それと同時に、そのラフをこちらに渡しながら、私と母上の意見も聞いていく。
「このデザインなんか、ロベリア様に似合いそうではありませんか?」
「これは……かわ、可愛い!! このふわっとしたレースが堪らないわ……!! この花びらを散らしたような袖も可愛すぎる!!」
「これをロベリア様が着るなら……ランスも少しシルバーが入ったほんのり光る素材のものを着るとお互い引き立って良いんじゃないかしら?」
「良いですね……! ああ、でも、二人ともふわっとした色味を着るとなんだか締まりがないような気も……それにロベリアをあまりに可愛くしすぎてしまうと、変な輩が寄って来ないかと心配になってしまいますし……」
「もう、あなたたちだけじゃなく、ルドちゃんたちも着ますのよ? それを想像してご覧なさい?」
「……ルドたちもみんなでお揃い……え、やだ、断然可愛いじゃない!!! え、もう絶対可愛いわよ!! しかも、みんなでペアルックってことでしょう!? え!? ちょっと待って!! 私正気を保っていられる自信がないわ!? どうしましょう!? え? 無理よ無理! 想像だけでもこんなにテンション上がっちゃうのよ? 目の前でお揃いを着たロベリアとリア、それにルドが居るんでしょう?? 私絶対無理よ……下手したら、私昇天しちゃうわよ!?」
「ああもう、情けないわね……」
一人想像の世界で全力でパニックになる私を、ため息をつきながら母上が小突く。
けれど、その表情はとても幸せそうだ。
結局この日は、夜遅くまでコーネリアにラフを何枚も描かせ、最終的に選んだ数枚を後日ロベリアとリアを呼んで、さらに厳選することになった。

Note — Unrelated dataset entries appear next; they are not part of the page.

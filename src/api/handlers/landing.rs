use axum::extract::{Multipart, Path, State};
use axum::http::StatusCode;
use axum::Json;
use serde::Deserialize;
use std::sync::Arc;

use super::collect_multipart;
use crate::api::response::{ApiError, AppJson};
use crate::media;
use crate::object_store::{object_name_from_url, unique_name};
use crate::storage::models::LandingSlide;
use crate::AppState;

#[derive(Debug, Deserialize)]
pub struct UpdateSlideRequest {
    pub order: u32,
}

pub async fn list_slides(
    State(state): State<Arc<AppState>>,
) -> Result<Json<Vec<LandingSlide>>, ApiError> {
    let slides = state
        .db
        .list_landing_slides()
        .map_err(|e| ApiError::internal(e.to_string()))?;
    Ok(Json(slides))
}

pub async fn create_slide(
    State(state): State<Arc<AppState>>,
    mut multipart: Multipart,
) -> Result<(StatusCode, Json<LandingSlide>), ApiError> {
    let (file, _) =
        collect_multipart(&mut multipart, "image", state.config.max_upload_size).await?;
    let file = file.ok_or_else(|| ApiError::bad_request("Image upload failed"))?;

    // Slides only ever render full-bleed; recompress before storing
    let data = file.data.clone();
    let compressed = tokio::task::spawn_blocking(move || media::recompress(&data))
        .await
        .map_err(|e| ApiError::internal(format!("Recompression task failed: {e}")))?
        .map_err(|_| ApiError::bad_request("File content is not a decodable image"))?;

    let name = unique_name(&media::recompressed_name(&file.file_name));
    let image_url = state
        .object_store
        .put(&name, compressed.into(), Some("image/jpeg"))
        .await
        .map_err(|e| ApiError::internal(format!("Failed to store image: {e}")))?;

    let slide = match state.db.insert_landing_slide(image_url) {
        Ok(slide) => slide,
        Err(e) => {
            let _ = state.object_store.delete(&name).await;
            return Err(ApiError::internal(e.to_string()));
        }
    };

    tracing::debug!(slide_id = %slide.id, "Uploaded landing-page slide");
    Ok((StatusCode::CREATED, Json(slide)))
}

pub async fn update_slide(
    State(state): State<Arc<AppState>>,
    Path(id): Path<u64>,
    AppJson(req): AppJson<UpdateSlideRequest>,
) -> Result<Json<LandingSlide>, ApiError> {
    let slide = state
        .db
        .update_landing_slide_order(id, req.order)
        .map_err(|e| ApiError::internal(e.to_string()))?
        .ok_or_else(|| ApiError::not_found("Image not found"))?;
    Ok(Json(slide))
}

pub async fn delete_slide(
    State(state): State<Arc<AppState>>,
    Path(id): Path<u64>,
) -> Result<String, ApiError> {
    let slide = state
        .db
        .get_landing_slide(id)
        .map_err(|e| ApiError::internal(e.to_string()))?
        .ok_or_else(|| ApiError::not_found("Image not found"))?;

    if let Some(name) = object_name_from_url(&slide.image_url) {
        if let Err(e) = state.object_store.delete(name).await {
            tracing::warn!(slide_id = %id, error = %e, "Failed to delete slide blob");
        }
    }

    state
        .db
        .delete_landing_slide(id)
        .map_err(|e| ApiError::internal(e.to_string()))?;

    Ok("Image deleted successfully".to_string())
}
use axum::extract::rejection::JsonRejection;
use axum::extract::{FromRequest, Request};
use axum::http::StatusCode;
use axum::Json;
use serde::Serialize;

// ============================================================================
// Error body
// ============================================================================

#[derive(Debug, Serialize)]
pub struct ErrorBody {
    pub error: String,
}

// ============================================================================
// Unified error type for handlers
// ============================================================================

/// A handler error that is either a client fault (4xx) or a server fault
/// (5xx). Both render as `{ "error": message }`; server faults carry an
/// opaque message and the cause is logged at the call site.
#[derive(Debug)]
pub enum ApiError {
    Fail(StatusCode, String),
    Error(StatusCode, String),
}

impl axum::response::IntoResponse for ApiError {
    fn into_response(self) -> axum::response::Response {
        let (code, message) = match self {
            ApiError::Fail(code, msg) => (code, msg),
            ApiError::Error(code, msg) => (code, msg),
        };
        (code, Json(ErrorBody { error: message })).into_response()
    }
}

impl ApiError {
    pub fn bad_request(message: impl Into<String>) -> Self {
        ApiError::Fail(StatusCode::BAD_REQUEST, message.into())
    }

    pub fn unauthorized(message: impl Into<String>) -> Self {
        ApiError::Fail(StatusCode::UNAUTHORIZED, message.into())
    }

    pub fn forbidden(message: impl Into<String>) -> Self {
        ApiError::Fail(StatusCode::FORBIDDEN, message.into())
    }

    pub fn not_found(message: impl Into<String>) -> Self {
        ApiError::Fail(StatusCode::NOT_FOUND, message.into())
    }

    pub fn conflict(message: impl Into<String>) -> Self {
        ApiError::Fail(StatusCode::CONFLICT, message.into())
    }

    pub fn payload_too_large(message: impl Into<String>) -> Self {
        ApiError::Fail(StatusCode::PAYLOAD_TOO_LARGE, message.into())
    }

    pub fn unavailable(message: impl Into<String>) -> Self {
        ApiError::Fail(StatusCode::SERVICE_UNAVAILABLE, message.into())
    }

    pub fn internal(message: impl Into<String>) -> Self {
        ApiError::Error(StatusCode::INTERNAL_SERVER_ERROR, message.into())
    }
}

// ============================================================================
// Custom extractors (reject with ApiError)
// ============================================================================

/// Drop-in replacement for `axum::Json` that rejects with the shared error
/// body instead of axum's plain-text rejection.
pub struct AppJson<T>(pub T);

#[axum::async_trait]
impl<S, T> FromRequest<S> for AppJson<T>
where
    axum::Json<T>: FromRequest<S, Rejection = JsonRejection>,
    S: Send + Sync,
{
    type Rejection = ApiError;

    async fn from_request(req: Request, state: &S) -> Result<Self, ApiError> {
        match axum::Json::<T>::from_request(req, state).await {
            Ok(Json(value)) => Ok(AppJson(value)),
            Err(rejection) => {
                let message = match rejection {
                    JsonRejection::JsonDataError(err) => {
                        format!("Invalid request body: {}", err.body_text())
                    }
                    JsonRejection::JsonSyntaxError(_) => "Malformed JSON in request body".into(),
                    JsonRejection::MissingJsonContentType(_) => {
                        "Missing Content-Type: application/json header".into()
                    }
                    _ => "Failed to read request body".into(),
                };
                Err(ApiError::bad_request(message))
            }
        }
    }
}
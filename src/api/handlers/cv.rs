use axum::extract::{Multipart, Path, State};
use axum::Json;
use serde::Serialize;
use std::sync::Arc;

use super::{collect_multipart, MessageBody};
use crate::api::response::ApiError;
use crate::object_store::{object_name_from_url, unique_name};
use crate::storage::models::CvDocument;
use crate::AppState;

#[derive(Debug, Serialize)]
pub struct UploadCvResponse {
    pub message: String,
    pub url: String,
}

pub async fn list_documents(
    State(state): State<Arc<AppState>>,
) -> Result<Json<Vec<CvDocument>>, ApiError> {
    let documents = state
        .db
        .list_cv_documents()
        .map_err(|e| ApiError::internal(e.to_string()))?;
    Ok(Json(documents))
}

pub async fn upload_document(
    State(state): State<Arc<AppState>>,
    mut multipart: Multipart,
) -> Result<Json<UploadCvResponse>, ApiError> {
    let (file, fields) =
        collect_multipart(&mut multipart, "pdf", state.config.max_upload_size).await?;
    let file = file.ok_or_else(|| ApiError::bad_request("No file uploaded."))?;

    let title = fields.get("title").cloned().unwrap_or_default();
    let description = fields.get("description").cloned().unwrap_or_default();

    let name = unique_name(&file.file_name);
    let content_type = file.content_type.as_deref().or(Some("application/pdf"));
    let pdf_url = state
        .object_store
        .put(&name, file.data, content_type)
        .await
        .map_err(|e| ApiError::internal(format!("Failed to store document: {e}")))?;

    match state
        .db
        .insert_cv_document(title, description, pdf_url.clone())
    {
        Ok(document) => {
            tracing::debug!(document_id = %document.id, "Uploaded CV document");
        }
        Err(e) => {
            let _ = state.object_store.delete(&name).await;
            return Err(ApiError::internal(e.to_string()));
        }
    }

    Ok(Json(UploadCvResponse {
        message: "PDF uploaded successfully!".to_string(),
        url: pdf_url,
    }))
}

pub async fn delete_document(
    State(state): State<Arc<AppState>>,
    Path(id): Path<u64>,
) -> Result<Json<MessageBody>, ApiError> {
    let document = state
        .db
        .get_cv_document(id)
        .map_err(|e| ApiError::internal(e.to_string()))?
        .ok_or_else(|| ApiError::not_found("Document not found"))?;

    if let Some(name) = object_name_from_url(&document.pdf_url) {
        if let Err(e) = state.object_store.delete(name).await {
            tracing::warn!(document_id = %id, error = %e, "Failed to delete document blob");
        }
    }

    state
        .db
        .delete_cv_document(id)
        .map_err(|e| ApiError::internal(e.to_string()))?;

    Ok(Json(MessageBody::new("Document deleted successfully")))
}
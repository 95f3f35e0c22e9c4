//! Shared test helpers.

use std::sync::Arc;

use crate::config::{AuthConfig, Config, ServerConfig, StorageConfig};
use crate::object_store::LocalStore;
use crate::storage::Database;
use crate::AppState;

/// Create a test AppState with a temporary database and local object store.
pub fn test_state(temp_dir: &tempfile::TempDir) -> Arc<AppState> {
    let data_dir = temp_dir.path().join("data");
    let media_dir = temp_dir.path().join("media");
    let public_dir = temp_dir.path().join("public");

    let config = Config {
        server: ServerConfig {
            bind_address: "127.0.0.1:0".to_string(),
            data_dir: data_dir.to_string_lossy().to_string(),
            public_dir: public_dir.to_string_lossy().to_string(),
            public_base_url: "http://localhost:8000".to_string(),
            cors_origins: Vec::new(),
        },
        auth: AuthConfig {
            jwt_secret: "test-secret".to_string(),
        },
        email: None,
        storage: StorageConfig::default(),
        test_mode: true,
        max_upload_size: 10 * 1024 * 1024, // 10MB for tests
    };

    let db = Database::open(&data_dir).expect("Failed to open test database");
    let object_store = LocalStore::new(&media_dir, &config.server.public_base_url)
        .expect("Failed to create test object store");

    Arc::new(AppState {
        config,
        db,
        object_store: Arc::new(object_store),
        http: reqwest::Client::new(),
        mailer: None,
    })
}
use axum::extract::State;
use axum::Json;
use serde::Serialize;
use std::sync::Arc;

use crate::api::response::ApiError;
use crate::auth::AdminClaims;
use crate::AppState;

// ============================================================================
// Types
// ============================================================================

#[derive(Debug, Serialize)]
pub struct HealthResponse {
    pub status: String,
    pub version: String,
}

#[derive(Debug, Serialize)]
pub struct PurgeResponse {
    pub records_deleted: u64,
}

// ============================================================================
// Handlers
// ============================================================================

pub async fn health() -> Json<HealthResponse> {
    Json(HealthResponse {
        status: "ok".to_string(),
        version: env!("CARGO_PKG_VERSION").to_string(),
    })
}

/// The admin front end probes this route to decide whether its stored token
/// is still good.
pub async fn dashboard(AdminClaims(_claims): AdminClaims) -> &'static str {
    "Welcome to Admin Dashboard"
}

pub async fn admin_purge(
    State(state): State<Arc<AppState>>,
) -> Result<Json<PurgeResponse>, ApiError> {
    let stats = state
        .db
        .purge_all()
        .map_err(|e| ApiError::internal(e.to_string()))?;

    tracing::warn!(records = stats.records, "Purged all data");

    Ok(Json(PurgeResponse {
        records_deleted: stats.records,
    }))
}
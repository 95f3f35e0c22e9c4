use redb::TableDefinition;

/// Gallery images: id -> GalleryItem (msgpack)
pub const GALLERY: TableDefinition<u64, &[u8]> = TableDefinition::new("gallery");

/// Landing-page slideshow: id -> LandingSlide (msgpack)
pub const LANDING_SLIDES: TableDefinition<u64, &[u8]> = TableDefinition::new("landing_slides");

/// Selected series: id -> Series (msgpack)
pub const SERIES: TableDefinition<u64, &[u8]> = TableDefinition::new("series");

/// Selected works: id -> SeriesWork (msgpack)
pub const SERIES_WORKS: TableDefinition<u64, &[u8]> = TableDefinition::new("series_works");

/// Series index: series id -> msgpack Vec of work ids
pub const SERIES_WORKS_IDX: TableDefinition<u64, &[u8]> = TableDefinition::new("series_works_idx");

/// Profile pictures: id -> ProfilePicture (msgpack)
pub const PROFILE_PICTURES: TableDefinition<u64, &[u8]> = TableDefinition::new("profile_pictures");

/// CV documents: id -> CvDocument (msgpack)
pub const CV_DOCUMENTS: TableDefinition<u64, &[u8]> = TableDefinition::new("cv_documents");

/// Accounts: id -> User (msgpack)
pub const USERS: TableDefinition<u64, &[u8]> = TableDefinition::new("users");

/// Username index: username -> user id (enforces uniqueness)
pub const USERNAMES: TableDefinition<&str, u64> = TableDefinition::new("usernames");

/// Single-row records (bio, settings) under fixed keys
pub const SINGLETONS: TableDefinition<&str, &[u8]> = TableDefinition::new("singletons");

/// Id sequences: collection name -> last issued id
pub const COUNTERS: TableDefinition<&str, u64> = TableDefinition::new("counters");

/// Fixed keys into `SINGLETONS`.
pub const SINGLETON_BIO: &str = "bio";
pub const SINGLETON_SETTINGS: &str = "settings";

母上のおかげで、これからもルドたちに衣装を着せられることになった。
きっとロベリアも喜んでくれることだろう。
そして……私はこの機会に、ルドたちとは別に、ロベリアとのペアルックを改めて依頼しようと心に決めたのだった。
お読みいただきありがとうございます。
長かったので二つに分けて投稿させていただきました。
イルゼを登場させて、ルイーゼが衣装の話を妄想し出した辺りから、この話を書きたいなと思っていたところに、ご要望をいただいて、書かせていただきました。
相変わらずハイテンションな親子でした。
この後ロベリアが加わった話も書けたらなあと思っておりますが、今はひとまずここまでにさせていただきます。
また書く機会がありましたら、その時は楽しんでいただけますと幸いです。